Qin Nan yolunda durdu ve "Bu nedir? Başka bir şey?"
"Prenses size büyük bir fırsat vermeye karar verdi." Devam ederken Prenses Miao Miao'nun gözleri titredi, “Gizli Onuncu Kelime Hazinesi için birlikte çalışabiliriz. Ganime gelince, payın onda birini alacaksın.”
"Onda bir mi?"
Qin Nan neredeyse kahkaha atacaktı. Bu Prenses Miao Miao, yardım isteyen kişi olmasına rağmen, ona bu kadar sert bir durum vermeye cüret mi ediyor?
Prenses Miao Miao soğuk bir sesle, "İstemiyor musun?

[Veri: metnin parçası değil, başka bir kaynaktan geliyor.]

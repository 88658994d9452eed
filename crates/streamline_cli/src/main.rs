#![forbid(unsafe_code)]

mod config;

use std::path::PathBuf;

use streamline_platform::{ChatConnector, ConnectorFactory, EventPayload, EventSubConnector, Multi, PubsubConnector};
use tracing::{debug, info, warn};
use tracing_subscriber::layer::SubscriberExt;
use tracing_subscriber::util::SubscriberInitExt;

fn usage_and_exit() -> ! {
	eprintln!(
		"Usage: streamline [--config path] [--connectors chat,pubsub,eventsub]\n\
\n\
Options:\n\
\t--config      Config file (default: ~/.streamline/config.toml)\n\
\t--connectors  Comma-separated connectors to start (default: chat)\n\
\t--help        Show this help\n\
"
	);
	std::process::exit(2)
}

struct Args {
	config: Option<PathBuf>,
	connectors: Option<Vec<String>>,
}

fn parse_args() -> Args {
	let mut args = Args {
		config: None,
		connectors: None,
	};

	let mut it = std::env::args().skip(1);
	while let Some(arg) = it.next() {
		match arg.as_str() {
			"--help" | "-h" => usage_and_exit(),
			"--config" => {
				let v = it.next().unwrap_or_else(|| usage_and_exit());
				if v.trim().is_empty() {
					eprintln!("--config must be non-empty");
					usage_and_exit();
				}
				args.config = Some(PathBuf::from(v));
			}
			"--connectors" => {
				let v = it.next().unwrap_or_else(|| usage_and_exit());
				let names: Vec<String> = v
					.split(',')
					.map(str::trim)
					.filter(|s| !s.is_empty())
					.map(str::to_string)
					.collect();
				if names.is_empty() {
					eprintln!("--connectors must name at least one connector");
					usage_and_exit();
				}
				args.connectors = Some(names);
			}
			other => {
				eprintln!("Unknown argument: {other}");
				usage_and_exit();
			}
		}
	}

	args
}

fn init_tracing() {
	let filter = std::env::var("RUST_LOG").unwrap_or_else(|_| "info,streamline_platform=debug".to_string());

	tracing_subscriber::registry()
		.with(tracing_subscriber::EnvFilter::new(filter))
		.with(tracing_subscriber::fmt::layer().with_target(false))
		.init();
}

fn init_metrics(bind: Option<&str>) {
	let Some(bind) = bind else {
		return;
	};

	match bind.parse::<std::net::SocketAddr>() {
		Ok(addr) => {
			if let Err(e) = metrics_exporter_prometheus::PrometheusBuilder::new()
				.with_http_listener(addr)
				.install()
			{
				warn!(error = %e, "failed to start metrics exporter");
			} else {
				info!(%addr, "metrics exporter listening");
			}
		}
		Err(e) => {
			warn!(error = %e, %bind, "invalid metrics bind address (expected host:port)");
		}
	}
}

fn factory_for(name: &str) -> anyhow::Result<ConnectorFactory> {
	match name {
		"chat" => Ok(ChatConnector::factory),
		"pubsub" => Ok(PubsubConnector::factory),
		"eventsub" => Ok(EventSubConnector::factory),
		other => anyhow::bail!("unknown connector `{other}` (expected chat, pubsub or eventsub)"),
	}
}

fn describe(payload: &EventPayload) -> String {
	match payload {
		EventPayload::Chat(msg) => {
			let who = msg.nick().unwrap_or("-");
			let text = msg.message.as_deref().unwrap_or_default();
			match &msg.channel {
				Some(channel) => format!("#{channel} <{who}> {text}"),
				None => format!("<{who}> {text}"),
			}
		}
		EventPayload::Lifecycle(name) => name.clone(),
		EventPayload::Push(v) | EventPayload::Notification(v) => v.to_string(),
		EventPayload::Empty => String::new(),
	}
}

#[tokio::main]
async fn main() -> anyhow::Result<()> {
	init_tracing();

	let args = parse_args();

	let config_path = match args.config {
		Some(p) => p,
		None => crate::config::default_config_path()?,
	};
	let cfg = crate::config::load_config_from_path(&config_path)?;
	info!(path = %config_path.display(), "loaded config (toml + env overrides)");

	init_metrics(cfg.metrics_bind.as_deref());

	let names = args
		.connectors
		.or_else(|| (!cfg.connectors.is_empty()).then(|| cfg.connectors.clone()))
		.unwrap_or_else(|| vec!["chat".to_string()]);
	let factories = names
		.iter()
		.map(|n| factory_for(n))
		.collect::<anyhow::Result<Vec<_>>>()?;

	let multi = Multi::new(&factories, &cfg.connector_options())?;
	let _log = multi.on("*", |event| {
		if event.kind == "ping" {
			debug!(kind = %event.kind, "event");
			return;
		}
		info!(kind = %event.kind, "{}", describe(&event.data));
	});

	for (name, result) in multi.names().into_iter().zip(multi.connect().await) {
		match result {
			Ok(_) => info!(connector = name, "connected"),
			Err(e) => warn!(connector = name, error = %e, "connect failed"),
		}
	}

	tokio::signal::ctrl_c().await?;
	info!("shutting down");
	multi.disconnect().await;
	multi.stop();

	Ok(())
}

Sen benim hizmetkarım olmasaydın, kimseye bu şansı asla vermezdim.”
"Böylece?"
Qin Nan içi boş bir kahkaha attı.
Prenses Miao Miao'nun kişiliğine göre, hiçbir menfaati başkalarıyla asla paylaşmaz. Şimdi yardım istemek için inisiyatif aldığına göre, bu onun yardımına kesinlikle ihtiyacı olduğunun bir göstergesiydi.
Qin Nan düşüncelerini organize etti ve sakin bir tonda, "Ben sadece bir Xiantian Alemi uygulayıcısıyım ve sen bir Dövüş Ataları Alemi uzmanısın. Nasıl yardımcı olabilirim? Bu kısmın onda biri ile ilgilenmiyorum. Kendin için bırakabilirsin.”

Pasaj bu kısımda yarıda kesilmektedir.